→ What to do:
In the entries that follow, the lines from the one with "source bytes instead." through the one with "use bytes::Bytes;" are the ones to write out, exactly and with both ends included. Nothing else should appear.

→ Exercise data:
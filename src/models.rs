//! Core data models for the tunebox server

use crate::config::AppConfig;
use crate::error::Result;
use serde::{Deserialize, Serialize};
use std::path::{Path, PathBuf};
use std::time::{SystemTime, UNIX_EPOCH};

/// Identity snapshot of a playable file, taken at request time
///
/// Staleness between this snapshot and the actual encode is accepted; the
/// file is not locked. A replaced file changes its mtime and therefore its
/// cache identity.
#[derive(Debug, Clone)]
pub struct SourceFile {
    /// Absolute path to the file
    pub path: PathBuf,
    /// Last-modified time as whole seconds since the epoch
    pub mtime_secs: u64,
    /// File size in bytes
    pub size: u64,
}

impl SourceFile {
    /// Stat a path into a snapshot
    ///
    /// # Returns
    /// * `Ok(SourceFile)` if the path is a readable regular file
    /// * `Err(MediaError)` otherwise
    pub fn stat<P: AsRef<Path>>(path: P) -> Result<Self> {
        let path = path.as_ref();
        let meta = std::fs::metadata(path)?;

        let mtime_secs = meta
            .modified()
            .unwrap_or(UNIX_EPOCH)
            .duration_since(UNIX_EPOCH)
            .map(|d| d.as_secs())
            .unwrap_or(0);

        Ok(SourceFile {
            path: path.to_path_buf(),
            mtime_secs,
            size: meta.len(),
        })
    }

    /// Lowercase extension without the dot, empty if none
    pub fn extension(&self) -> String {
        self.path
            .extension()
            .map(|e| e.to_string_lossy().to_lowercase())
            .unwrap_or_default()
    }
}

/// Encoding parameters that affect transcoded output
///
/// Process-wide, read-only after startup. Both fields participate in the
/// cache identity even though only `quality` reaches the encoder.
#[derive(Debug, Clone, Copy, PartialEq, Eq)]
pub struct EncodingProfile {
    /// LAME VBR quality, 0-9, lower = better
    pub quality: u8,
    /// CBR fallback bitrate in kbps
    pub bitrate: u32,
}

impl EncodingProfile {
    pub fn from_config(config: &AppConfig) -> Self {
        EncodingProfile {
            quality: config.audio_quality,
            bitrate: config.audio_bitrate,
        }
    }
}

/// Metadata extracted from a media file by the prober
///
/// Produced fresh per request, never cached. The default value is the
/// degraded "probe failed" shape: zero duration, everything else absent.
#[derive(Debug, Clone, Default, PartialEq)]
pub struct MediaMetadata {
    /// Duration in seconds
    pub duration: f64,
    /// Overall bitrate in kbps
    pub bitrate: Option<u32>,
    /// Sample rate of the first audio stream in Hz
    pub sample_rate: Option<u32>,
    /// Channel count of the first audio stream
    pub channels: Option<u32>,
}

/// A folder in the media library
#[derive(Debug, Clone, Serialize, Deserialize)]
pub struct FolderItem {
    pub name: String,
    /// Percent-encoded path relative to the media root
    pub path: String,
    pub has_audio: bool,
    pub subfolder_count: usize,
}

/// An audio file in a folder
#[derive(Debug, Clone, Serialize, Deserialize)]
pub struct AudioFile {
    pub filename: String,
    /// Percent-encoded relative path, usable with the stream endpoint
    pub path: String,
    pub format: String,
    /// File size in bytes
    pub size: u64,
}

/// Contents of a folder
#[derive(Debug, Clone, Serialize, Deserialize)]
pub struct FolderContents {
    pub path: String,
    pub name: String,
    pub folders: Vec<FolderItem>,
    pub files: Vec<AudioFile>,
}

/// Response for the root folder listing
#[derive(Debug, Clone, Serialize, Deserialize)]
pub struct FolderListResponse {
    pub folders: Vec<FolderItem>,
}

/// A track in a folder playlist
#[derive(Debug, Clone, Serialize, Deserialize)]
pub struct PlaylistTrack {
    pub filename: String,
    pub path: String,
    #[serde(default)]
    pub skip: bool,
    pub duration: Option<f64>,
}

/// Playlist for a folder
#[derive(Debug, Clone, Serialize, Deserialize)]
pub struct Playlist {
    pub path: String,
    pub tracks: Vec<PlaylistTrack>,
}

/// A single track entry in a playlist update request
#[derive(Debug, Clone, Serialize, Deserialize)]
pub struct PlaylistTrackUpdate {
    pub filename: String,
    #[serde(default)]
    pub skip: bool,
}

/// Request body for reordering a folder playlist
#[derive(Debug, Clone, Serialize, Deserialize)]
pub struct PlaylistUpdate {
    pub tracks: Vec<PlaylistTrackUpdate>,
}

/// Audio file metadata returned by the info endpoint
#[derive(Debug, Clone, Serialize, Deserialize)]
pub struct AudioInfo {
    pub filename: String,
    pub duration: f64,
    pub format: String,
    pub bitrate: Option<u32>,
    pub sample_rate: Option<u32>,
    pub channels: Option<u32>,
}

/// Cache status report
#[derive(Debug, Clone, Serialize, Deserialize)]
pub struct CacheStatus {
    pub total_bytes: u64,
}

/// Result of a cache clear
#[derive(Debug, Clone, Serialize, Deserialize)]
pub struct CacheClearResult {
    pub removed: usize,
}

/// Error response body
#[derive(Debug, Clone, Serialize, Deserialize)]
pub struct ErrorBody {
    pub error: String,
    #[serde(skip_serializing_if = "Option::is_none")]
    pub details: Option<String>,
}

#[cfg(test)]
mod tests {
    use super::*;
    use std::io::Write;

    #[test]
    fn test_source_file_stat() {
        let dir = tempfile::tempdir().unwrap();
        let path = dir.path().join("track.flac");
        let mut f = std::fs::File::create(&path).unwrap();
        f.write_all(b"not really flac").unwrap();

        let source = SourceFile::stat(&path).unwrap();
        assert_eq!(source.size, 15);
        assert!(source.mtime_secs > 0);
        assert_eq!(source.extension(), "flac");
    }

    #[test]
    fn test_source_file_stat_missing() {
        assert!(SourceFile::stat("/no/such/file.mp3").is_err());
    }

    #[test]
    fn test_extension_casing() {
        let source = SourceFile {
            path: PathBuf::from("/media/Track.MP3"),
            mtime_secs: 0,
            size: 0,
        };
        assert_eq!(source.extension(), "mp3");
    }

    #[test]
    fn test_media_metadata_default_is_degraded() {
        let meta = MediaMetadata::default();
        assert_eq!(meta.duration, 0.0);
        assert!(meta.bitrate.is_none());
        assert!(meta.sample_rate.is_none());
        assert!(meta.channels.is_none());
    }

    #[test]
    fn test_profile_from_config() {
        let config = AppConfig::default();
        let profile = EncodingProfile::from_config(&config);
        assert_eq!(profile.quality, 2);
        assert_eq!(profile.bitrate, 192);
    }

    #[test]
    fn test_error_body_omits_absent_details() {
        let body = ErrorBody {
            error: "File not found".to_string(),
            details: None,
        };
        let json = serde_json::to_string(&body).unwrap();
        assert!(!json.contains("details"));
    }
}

...

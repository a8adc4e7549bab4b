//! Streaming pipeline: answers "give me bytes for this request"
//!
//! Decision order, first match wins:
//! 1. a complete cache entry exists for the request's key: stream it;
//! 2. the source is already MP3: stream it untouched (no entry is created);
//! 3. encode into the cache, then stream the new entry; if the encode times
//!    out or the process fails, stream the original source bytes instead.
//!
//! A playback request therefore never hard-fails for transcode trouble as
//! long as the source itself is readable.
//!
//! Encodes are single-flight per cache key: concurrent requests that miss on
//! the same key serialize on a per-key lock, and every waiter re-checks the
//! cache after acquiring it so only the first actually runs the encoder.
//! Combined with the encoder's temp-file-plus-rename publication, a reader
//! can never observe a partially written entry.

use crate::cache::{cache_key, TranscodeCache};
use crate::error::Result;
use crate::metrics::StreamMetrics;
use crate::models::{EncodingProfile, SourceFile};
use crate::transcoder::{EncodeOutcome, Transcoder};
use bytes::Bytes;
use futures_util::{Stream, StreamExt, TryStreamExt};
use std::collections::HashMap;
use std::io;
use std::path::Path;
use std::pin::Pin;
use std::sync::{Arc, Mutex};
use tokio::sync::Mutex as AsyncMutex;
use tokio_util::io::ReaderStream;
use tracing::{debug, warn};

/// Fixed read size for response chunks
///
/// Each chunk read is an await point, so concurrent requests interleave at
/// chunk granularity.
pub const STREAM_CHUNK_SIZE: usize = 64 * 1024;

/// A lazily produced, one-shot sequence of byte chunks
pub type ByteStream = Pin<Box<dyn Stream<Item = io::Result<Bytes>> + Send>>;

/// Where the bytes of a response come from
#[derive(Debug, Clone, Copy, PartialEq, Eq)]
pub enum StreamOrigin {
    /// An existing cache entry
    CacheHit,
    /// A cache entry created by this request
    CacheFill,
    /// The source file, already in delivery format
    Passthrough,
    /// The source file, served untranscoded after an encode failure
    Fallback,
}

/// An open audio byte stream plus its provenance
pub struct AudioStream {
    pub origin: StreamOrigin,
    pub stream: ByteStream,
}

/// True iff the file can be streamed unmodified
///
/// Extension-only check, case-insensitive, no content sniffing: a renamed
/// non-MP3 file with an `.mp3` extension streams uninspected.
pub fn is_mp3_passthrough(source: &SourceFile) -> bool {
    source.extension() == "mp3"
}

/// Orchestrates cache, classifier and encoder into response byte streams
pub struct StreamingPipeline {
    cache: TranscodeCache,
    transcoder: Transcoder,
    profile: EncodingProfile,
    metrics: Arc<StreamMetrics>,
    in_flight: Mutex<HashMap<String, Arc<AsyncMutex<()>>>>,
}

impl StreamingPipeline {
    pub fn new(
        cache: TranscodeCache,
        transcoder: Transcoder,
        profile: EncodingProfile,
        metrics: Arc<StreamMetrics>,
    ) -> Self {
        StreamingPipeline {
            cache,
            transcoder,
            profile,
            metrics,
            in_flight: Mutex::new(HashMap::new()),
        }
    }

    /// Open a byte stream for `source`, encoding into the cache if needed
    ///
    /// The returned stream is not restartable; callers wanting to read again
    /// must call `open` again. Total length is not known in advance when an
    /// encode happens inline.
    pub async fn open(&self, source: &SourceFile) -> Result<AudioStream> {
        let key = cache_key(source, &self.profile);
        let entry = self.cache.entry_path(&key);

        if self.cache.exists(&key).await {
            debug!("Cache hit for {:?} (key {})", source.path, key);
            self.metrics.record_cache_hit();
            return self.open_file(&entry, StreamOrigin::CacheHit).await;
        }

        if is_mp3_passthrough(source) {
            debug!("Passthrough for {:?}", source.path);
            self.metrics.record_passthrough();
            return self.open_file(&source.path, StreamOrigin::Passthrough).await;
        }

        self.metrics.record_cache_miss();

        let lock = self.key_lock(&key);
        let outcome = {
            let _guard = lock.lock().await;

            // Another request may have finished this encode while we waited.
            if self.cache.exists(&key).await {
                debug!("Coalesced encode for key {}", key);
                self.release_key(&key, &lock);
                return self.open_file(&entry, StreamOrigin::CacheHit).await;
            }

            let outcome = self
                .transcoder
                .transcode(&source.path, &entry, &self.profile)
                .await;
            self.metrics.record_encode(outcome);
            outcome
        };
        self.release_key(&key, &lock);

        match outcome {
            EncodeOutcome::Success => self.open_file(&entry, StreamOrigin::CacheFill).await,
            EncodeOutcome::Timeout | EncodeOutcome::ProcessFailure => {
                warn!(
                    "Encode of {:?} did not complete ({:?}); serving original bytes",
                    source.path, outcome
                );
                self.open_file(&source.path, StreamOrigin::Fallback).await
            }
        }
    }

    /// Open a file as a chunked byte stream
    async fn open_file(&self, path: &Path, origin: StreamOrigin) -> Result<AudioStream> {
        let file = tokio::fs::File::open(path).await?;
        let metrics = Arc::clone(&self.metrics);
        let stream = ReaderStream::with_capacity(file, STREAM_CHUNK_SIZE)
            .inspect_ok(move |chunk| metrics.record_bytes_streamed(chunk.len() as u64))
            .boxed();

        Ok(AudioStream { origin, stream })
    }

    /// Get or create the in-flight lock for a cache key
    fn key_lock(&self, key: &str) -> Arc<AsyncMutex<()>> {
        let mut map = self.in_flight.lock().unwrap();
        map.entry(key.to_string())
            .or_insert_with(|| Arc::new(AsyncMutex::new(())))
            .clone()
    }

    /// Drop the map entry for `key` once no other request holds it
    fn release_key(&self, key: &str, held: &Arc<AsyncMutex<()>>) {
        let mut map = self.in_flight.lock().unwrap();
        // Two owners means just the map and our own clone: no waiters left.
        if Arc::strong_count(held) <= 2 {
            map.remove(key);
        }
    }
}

→ Answer section:
//!    out or the process fails, stream the original source bytes instead.
//!
//! A playback request therefore never hard-fails for transcode trouble as
//! long as the source itself is readable.
//!
//! Encodes are single-flight per cache key: concurrent requests that miss on
//! the same key serialize on a per-key lock, and every waiter re-checks the
//! cache after acquiring it so only the first actually runs the encoder.
//! Combined with the encoder's temp-file-plus-rename publication, a reader
//! can never observe a partially written entry.

use crate::cache::{cache_key, TranscodeCache};
use crate::error::Result;
use crate::metrics::StreamMetrics;
use crate::models::{EncodingProfile, SourceFile};
use crate::transcoder::{EncodeOutcome, Transcoder};
use bytes::Bytes;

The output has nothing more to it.